**TASK TO COMPLETE:**
Give the number of lines in the records below that include the word "write", and add nothing to it.

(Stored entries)
"""

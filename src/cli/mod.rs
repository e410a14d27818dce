//! CLI support for rule-lang
//!
//! Provides programmatic access to the `rule` command for embedding in
//! other tools.

mod check;
mod convert;

pub use check::{CheckOptions, CheckResult, execute_check, execute_tokens};
pub use convert::{json_to_bindings, json_to_value};

use std::io;

/// Errors that can occur during CLI operations
#[derive(Debug)]
pub enum CliError {
    /// Rule failed to parse or evaluate
    Rule(crate::RuleError),
    /// JSON parsing error
    Json(serde_json::Error),
    /// Config file could not be parsed
    Config(serde_json::Error),
    /// IO error
    Io(io::Error),
    /// No variables provided
    NoInput,
    /// Variables JSON was not an object
    BindingsNotObject,
    /// JSON value with no rule equivalent
    UnsupportedValue(&'static str),
}

impl std::fmt::Display for CliError {
    fn fmt(&self, f: &mut std::fmt::Formatter<'_>) -> std::fmt::Result {
        match self {
            CliError::Rule(e) => write!(f, "Rule error: {}", e),
            CliError::Json(e) => write!(f, "Invalid JSON: {}", e),
            CliError::Config(e) => write!(f, "Invalid config: {}", e),
            CliError::Io(e) => write!(f, "IO error: {}", e),
            CliError::NoInput => {
                write!(f, "No variables provided. Use --vars or pipe a JSON object to stdin.")
            }
            CliError::BindingsNotObject => write!(f, "Variables must be a JSON object"),
            CliError::UnsupportedValue(kind) => {
                write!(f, "Variables cannot hold a JSON {}", kind)
            }
        }
    }
}

impl std::error::Error for CliError {
    fn source(&self) -> Option<&(dyn std::error::Error + 'static)> {
        match self {
            CliError::Rule(e) => Some(e),
            CliError::Json(e) | CliError::Config(e) => Some(e),
            CliError::Io(e) => Some(e),
            _ => None,
        }
    }
}

impl From<crate::RuleError> for CliError {
    fn from(e: crate::RuleError) -> Self {
        CliError::Rule(e)
    }
}

impl From<serde_json::Error> for CliError {
    fn from(e: serde_json::Error) -> Self {
        CliError::Json(e)
    }
}

impl From<io::Error> for CliError {
    fn from(e: io::Error) -> Self {
        CliError::Io(e)
    }
}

"""

**OUTPUT FOR THIS TASK:**
7